PROBLEM DETAILS: Your answer must be a single number: the count of lines in the entries below that hold "LastStanding".

INFORMATION SHOWN: Begin

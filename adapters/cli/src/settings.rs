use std::{
    fs,
    path::{Path, PathBuf},
    time::Duration,
};

use anyhow::{Context, Result};
use brawl_arena_core::{BuildArea, GridGeometry, DEFAULT_GRID_SIZE};
use brawl_arena_persistence::{MapStore, SavePolicy};
use brawl_arena_rendering::SpriteTable;
use brawl_arena_system_match::{Config as MatchConfig, LobbyGate};
use serde::Deserialize;

/// Settings loaded from the optional `arena.toml` file.
#[derive(Clone, Debug, Default, Deserialize, PartialEq)]
#[serde(default, deny_unknown_fields)]
pub(crate) struct Settings {
    pub(crate) grid: GridSettings,
    #[serde(rename = "match")]
    pub(crate) match_rules: MatchSettings,
    pub(crate) storage: StorageSettings,
    pub(crate) sprites: SpriteSettings,
}

#[derive(Clone, Debug, Deserialize, PartialEq)]
#[serde(default, deny_unknown_fields)]
pub(crate) struct GridSettings {
    pub(crate) size: f32,
    pub(crate) min_x: f32,
    pub(crate) max_x: f32,
    pub(crate) min_y: f32,
    pub(crate) max_y: f32,
}

impl Default for GridSettings {
    fn default() -> Self {
        let area = BuildArea::default();
        Self {
            size: DEFAULT_GRID_SIZE,
            min_x: area.min_x,
            max_x: area.max_x,
            min_y: area.min_y,
            max_y: area.max_y,
        }
    }
}

#[derive(Clone, Copy, Debug, Default, Deserialize, PartialEq, Eq)]
#[serde(rename_all = "kebab-case")]
pub(crate) enum GateSetting {
    #[default]
    LastStanding,
    StartSignal,
}

#[derive(Clone, Debug, Deserialize, PartialEq)]
#[serde(default, deny_unknown_fields)]
pub(crate) struct MatchSettings {
    pub(crate) min_players: usize,
    pub(crate) wins_needed: u32,
    pub(crate) countdown_ticks: u32,
    pub(crate) countdown_step_ms: u64,
    pub(crate) round_pause_ms: u64,
    pub(crate) trophy_pause_ms: u64,
    pub(crate) elimination_interval_ms: u64,
    pub(crate) spawn_tolerance: f32,
    pub(crate) trophy_map: String,
    pub(crate) lobby_map: Option<String>,
    pub(crate) lobby_gate: GateSetting,
    pub(crate) seed: u64,
}

impl Default for MatchSettings {
    fn default() -> Self {
        let config = MatchConfig::default();
        Self {
            min_players: config.min_players,
            wins_needed: config.wins_needed,
            countdown_ticks: config.countdown_ticks,
            countdown_step_ms: millis(config.countdown_step),
            round_pause_ms: millis(config.round_pause),
            trophy_pause_ms: millis(config.trophy_pause),
            elimination_interval_ms: millis(config.elimination_interval),
            spawn_tolerance: config.spawn_tolerance,
            trophy_map: config.trophy_map,
            lobby_map: config.lobby_map,
            lobby_gate: GateSetting::LastStanding,
            seed: config.rng_seed,
        }
    }
}

#[derive(Clone, Debug, Deserialize, PartialEq)]
#[serde(default, deny_unknown_fields)]
pub(crate) struct StorageSettings {
    pub(crate) user_dir: PathBuf,
    pub(crate) builtin_dir: Option<PathBuf>,
    pub(crate) allow_untested: bool,
}

impl Default for StorageSettings {
    fn default() -> Self {
        Self {
            user_dir: PathBuf::from("maps"),
            builtin_dir: None,
            allow_untested: false,
        }
    }
}

#[derive(Clone, Debug, Default, Deserialize, PartialEq)]
#[serde(default, deny_unknown_fields)]
pub(crate) struct SpriteSettings {
    pub(crate) manifest: Option<PathBuf>,
}

impl Settings {
    /// Loads settings from the file, or returns defaults when no path is given.
    pub(crate) fn load(path: Option<&Path>) -> Result<Self> {
        let Some(path) = path else {
            return Ok(Self::default());
        };
        let contents = fs::read_to_string(path)
            .with_context(|| format!("failed to read settings at {}", path.display()))?;
        Self::parse(&contents)
            .with_context(|| format!("failed to parse settings at {}", path.display()))
    }

    pub(crate) fn parse(contents: &str) -> Result<Self> {
        toml::from_str(contents).context("invalid settings toml")
    }

    pub(crate) fn geometry(&self) -> GridGeometry {
        let grid = &self.grid;
        GridGeometry::new(
            grid.size,
            BuildArea::new(grid.min_x, grid.max_x, grid.min_y, grid.max_y),
        )
    }

    pub(crate) fn match_config(&self) -> MatchConfig {
        let rules = &self.match_rules;
        MatchConfig {
            geometry: self.geometry(),
            min_players: rules.min_players,
            wins_needed: rules.wins_needed.max(1),
            countdown_ticks: rules.countdown_ticks,
            countdown_step: Duration::from_millis(rules.countdown_step_ms),
            round_pause: Duration::from_millis(rules.round_pause_ms),
            trophy_pause: Duration::from_millis(rules.trophy_pause_ms),
            elimination_interval: Duration::from_millis(rules.elimination_interval_ms),
            spawn_tolerance: rules.spawn_tolerance,
            trophy_map: rules.trophy_map.clone(),
            lobby_map: rules.lobby_map.clone(),
            lobby_gate: match rules.lobby_gate {
                GateSetting::LastStanding => LobbyGate::LastStanding,
                GateSetting::StartSignal => LobbyGate::StartSignal,
            },
            rng_seed: rules.seed,
        }
    }

    pub(crate) fn store(&self) -> MapStore {
        let storage = &self.storage;
        let policy = if storage.allow_untested {
            SavePolicy::AllowUntested
        } else {
            SavePolicy::RequireValidation
        };
        let store = MapStore::new(&storage.user_dir).with_policy(policy);
        match &storage.builtin_dir {
            Some(dir) => store.with_builtin_dir(dir),
            None => store,
        }
    }

    pub(crate) fn sprites(&self) -> Result<Option<SpriteTable>> {
        self.sprites
            .manifest
            .as_ref()
            .map(SpriteTable::from_manifest_path)
            .transpose()
    }
}

fn millis(duration: Duration) -> u64 {
    u64::try_from(duration.as_millis()).unwrap_or(u64::MAX)
}
use std::io;

use anyhow::{bail, Context, Result};
use brawl_arena_core::{BlockCatalog, Command, MapDescriptor};
use brawl_arena_persistence::{decode_share_string, encode_share_string, MapStore};
use brawl_arena_rendering::{AsciiBackend, Presentation, RenderingBackend, Scene, SceneMode};
use brawl_arena_system_validation::validate_descriptor;
use brawl_arena_world::{self as world, query, World};
use clap::Args;

use crate::settings::Settings;

#[derive(Debug, Args)]
pub(crate) struct NameArgs {
    /// Name of the map
    pub(crate) name: String,
}

#[derive(Debug, Args)]
pub(crate) struct ShowArgs {
    /// Name of the map
    pub(crate) name: String,
    /// Hide blocks that are invisible during play
    #[arg(long)]
    pub(crate) play: bool,
    /// List the sprite resolved for every block
    #[arg(long)]
    pub(crate) sprites: bool,
}

#[derive(Debug, Args)]
pub(crate) struct ImportArgs {
    /// Share string produced by `export`
    pub(crate) share: String,
    /// Name to store the map under
    pub(crate) name: String,
}

pub(crate) fn list(settings: &Settings) -> Result<()> {
    let store = settings.store();
    let user = store.list_maps().context("failed to list user maps")?;
    let builtin = store
        .list_builtin_maps()
        .context("failed to list shipped maps")?;

    println!("maps in {}:", store.user_dir().display());
    if user.is_empty() {
        println!("  (none)");
    }
    for name in &user {
        println!("  {name}");
    }
    if !builtin.is_empty() {
        println!("shipped maps:");
        for name in &builtin {
            println!("  {name}");
        }
    }
    Ok(())
}

pub(crate) fn show(settings: &Settings, args: &ShowArgs) -> Result<()> {
    let descriptor = load(&settings.store(), &args.name)?;
    let world = instantiate(settings, &args.name, descriptor);
    let view = query::map_view(&world);
    let mode = if args.play {
        SceneMode::Play
    } else {
        SceneMode::Editor
    };
    let scene = Scene::from_map(&view, *query::geometry(&world), mode);

    let title = format!("{} ({} blocks)", args.name, view.len());
    let mut backend = AsciiBackend::new(io::stdout().lock());
    backend.present(&Presentation::new(title, scene.clone()))?;

    if args.sprites {
        let Some(table) = settings.sprites()? else {
            bail!("no sprite manifest configured; set `manifest` under [sprites]");
        };
        for block in &scene.blocks {
            println!(
                "{:>4},{:<4} {}",
                block.cell.column(),
                block.cell.row(),
                table.resolve(block.sprite).display()
            );
        }
    }
    Ok(())
}

pub(crate) fn validate(settings: &Settings, args: &NameArgs) -> Result<()> {
    let descriptor = load(&settings.store(), &args.name)?;
    let report = validate_descriptor(&descriptor, &settings.geometry());
    if !report.valid {
        bail!("`{}` is not playable: {}", args.name, report.reason);
    }
    println!("{}: {}", args.name, report.reason);
    Ok(())
}

pub(crate) fn export(settings: &Settings, args: &NameArgs) -> Result<()> {
    let descriptor = load(&settings.store(), &args.name)?;
    let share = encode_share_string(&descriptor).context("failed to encode share string")?;
    println!("{share}");
    Ok(())
}

pub(crate) fn import(settings: &Settings, args: &ImportArgs) -> Result<()> {
    let descriptor = decode_share_string(&args.share).context("failed to decode share string")?;
    let report = validate_descriptor(&descriptor, &settings.geometry());
    if !report.valid {
        log::warn!("imported map `{}` is not playable: {}", args.name, report.reason);
    }

    let path = settings
        .store()
        .save_authored(&args.name, &descriptor, report.valid)
        .with_context(|| format!("failed to store imported map `{}`", args.name))?;
    println!("saved {}", path.display());
    Ok(())
}

pub(crate) fn delete(settings: &Settings, args: &NameArgs) -> Result<()> {
    settings
        .store()
        .delete(&args.name)
        .with_context(|| format!("failed to delete map `{}`", args.name))?;
    println!("deleted {}", args.name);
    Ok(())
}

fn load(store: &MapStore, name: &str) -> Result<MapDescriptor> {
    store
        .load(name)
        .with_context(|| format!("map `{name}` could not be loaded"))
}

fn instantiate(settings: &Settings, name: &str, descriptor: MapDescriptor) -> World {
    let mut world = World::with_config(world::Config::new(
        settings.geometry(),
        BlockCatalog::standard(),
    ));
    let mut events = Vec::new();
    world::apply(
        &mut world,
        Command::LoadMap {
            name: name.to_owned(),
            descriptor,
        },
        &mut events,
    );
    world
}
use std::collections::HashMap;

use brawl_arena_core::{
    BlockCatalog, BlockSnapshot, BlockType, Event, GridCell, GridGeometry, InstanceHandle,
    PlacementError, TileVariant, WorldPoint,
};
use brawl_arena_system_tiling::resolve_grid;

/// Block instantiated on the active map.
#[derive(Clone, Debug)]
pub(crate) struct PlacedBlock {
    pub(crate) handle: InstanceHandle,
    pub(crate) kind: BlockType,
    pub(crate) cell: GridCell,
    pub(crate) position: WorldPoint,
    pub(crate) variant: Option<TileVariant>,
}

impl PlacedBlock {
    pub(crate) fn snapshot(&self) -> BlockSnapshot {
        BlockSnapshot {
            handle: self.handle,
            kind: self.kind,
            cell: self.cell,
            position: self.position,
            variant: self.variant,
        }
    }
}

/// Ordered set of placed blocks with at most one block per cell.
#[derive(Debug)]
pub(crate) struct MapGrid {
    blocks: Vec<PlacedBlock>,
    next_handle: u32,
}

impl MapGrid {
    pub(crate) fn new() -> Self {
        Self {
            blocks: Vec::new(),
            next_handle: 0,
        }
    }

    pub(crate) fn blocks(&self) -> &[PlacedBlock] {
        &self.blocks
    }

    pub(crate) fn block_at(&self, cell: GridCell) -> Option<&PlacedBlock> {
        self.blocks.iter().find(|block| block.cell == cell)
    }

    pub(crate) fn is_occupied(&self, cell: GridCell) -> bool {
        self.block_at(cell).is_some()
    }

    pub(crate) fn handles_of(&self, kind: BlockType) -> Vec<InstanceHandle> {
        self.blocks
            .iter()
            .filter(|block| block.kind == kind)
            .map(|block| block.handle)
            .collect()
    }

    /// Checks the editor placement rules for a block landing in `cell`.
    pub(crate) fn placement_rejection(
        &self,
        geometry: &GridGeometry,
        kind: BlockType,
        cell: GridCell,
    ) -> Option<PlacementError> {
        if !geometry.contains_cell(cell) {
            return Some(PlacementError::OutOfBounds);
        }
        if self.is_occupied(cell) {
            return Some(PlacementError::Occupied);
        }
        if kind == BlockType::Crate {
            let spawns = self
                .blocks
                .iter()
                .filter(|block| block.kind == BlockType::Spawn);
            for spawn in spawns {
                if spawn.cell.chebyshev_distance(cell) <= 1 {
                    return Some(PlacementError::CrateNearSpawn);
                }
                if spawn.cell.column() == cell.column() && cell.row() > spawn.cell.row() {
                    return Some(PlacementError::CrateAboveSpawn);
                }
            }
        }
        None
    }

    /// Instantiates a block through the catalog. The caller checks occupancy.
    pub(crate) fn instantiate(
        &mut self,
        catalog: &BlockCatalog,
        geometry: &GridGeometry,
        kind: BlockType,
        cell: GridCell,
        out_events: &mut Vec<Event>,
    ) -> InstanceHandle {
        let handle = self.allocate_handle();
        let position = cell.to_point(geometry.grid_size());
        let prototype = catalog.prototype(kind);
        self.blocks.push(PlacedBlock {
            handle,
            kind,
            cell,
            position,
            variant: None,
        });
        out_events.push(Event::BlockPlaced {
            handle,
            kind,
            cell,
            position,
            asset: prototype.asset,
        });
        handle
    }

    /// Removes the block in `cell`, destroying its instance.
    pub(crate) fn remove_at(&mut self, cell: GridCell, out_events: &mut Vec<Event>) -> bool {
        let Some(index) = self.blocks.iter().position(|block| block.cell == cell) else {
            return false;
        };
        let block = self.blocks.remove(index);
        out_events.push(Event::BlockRemoved {
            handle: block.handle,
            kind: block.kind,
            cell: block.cell,
        });
        true
    }

    /// Destroys and re-instantiates every `from` block as `to`, keeping order.
    pub(crate) fn swap_kind(
        &mut self,
        catalog: &BlockCatalog,
        from: BlockType,
        to: BlockType,
        out_events: &mut Vec<Event>,
    ) -> usize {
        let prototype = catalog.prototype(to);
        let mut swapped = 0;
        for index in 0..self.blocks.len() {
            if self.blocks[index].kind != from {
                continue;
            }
            let handle = self.allocate_handle();
            let block = &mut self.blocks[index];
            out_events.push(Event::BlockRemoved {
                handle: block.handle,
                kind: block.kind,
                cell: block.cell,
            });
            block.handle = handle;
            block.kind = to;
            block.variant = None;
            out_events.push(Event::BlockPlaced {
                handle,
                kind: to,
                cell: block.cell,
                position: block.position,
                asset: prototype.asset,
            });
            swapped += 1;
        }
        swapped
    }

    /// Destroys every block.
    pub(crate) fn clear(&mut self, out_events: &mut Vec<Event>) {
        for block in self.blocks.drain(..) {
            out_events.push(Event::BlockRemoved {
                handle: block.handle,
                kind: block.kind,
                cell: block.cell,
            });
        }
    }

    /// Full adjacency pass over every tiled block; announces changed variants.
    pub(crate) fn retile(&mut self, out_events: &mut Vec<Event>) {
        let variants: HashMap<GridCell, TileVariant> = resolve_grid(
            self.blocks
                .iter()
                .filter(|block| block.kind.is_tiled())
                .map(|block| block.cell),
        )
        .into_iter()
        .collect();

        for block in self.blocks.iter_mut() {
            let variant = variants.get(&block.cell).copied();
            if block.variant != variant {
                block.variant = variant;
                if let Some(variant) = variant {
                    out_events.push(Event::BlockRetiled {
                        handle: block.handle,
                        variant,
                    });
                }
            }
        }
    }

    fn allocate_handle(&mut self) -> InstanceHandle {
        let handle = InstanceHandle::new(self.next_handle);
        self.next_handle = self.next_handle.wrapping_add(1);
        handle
    }
}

INFORMATION SHOWN: End

TASK RESULT: 3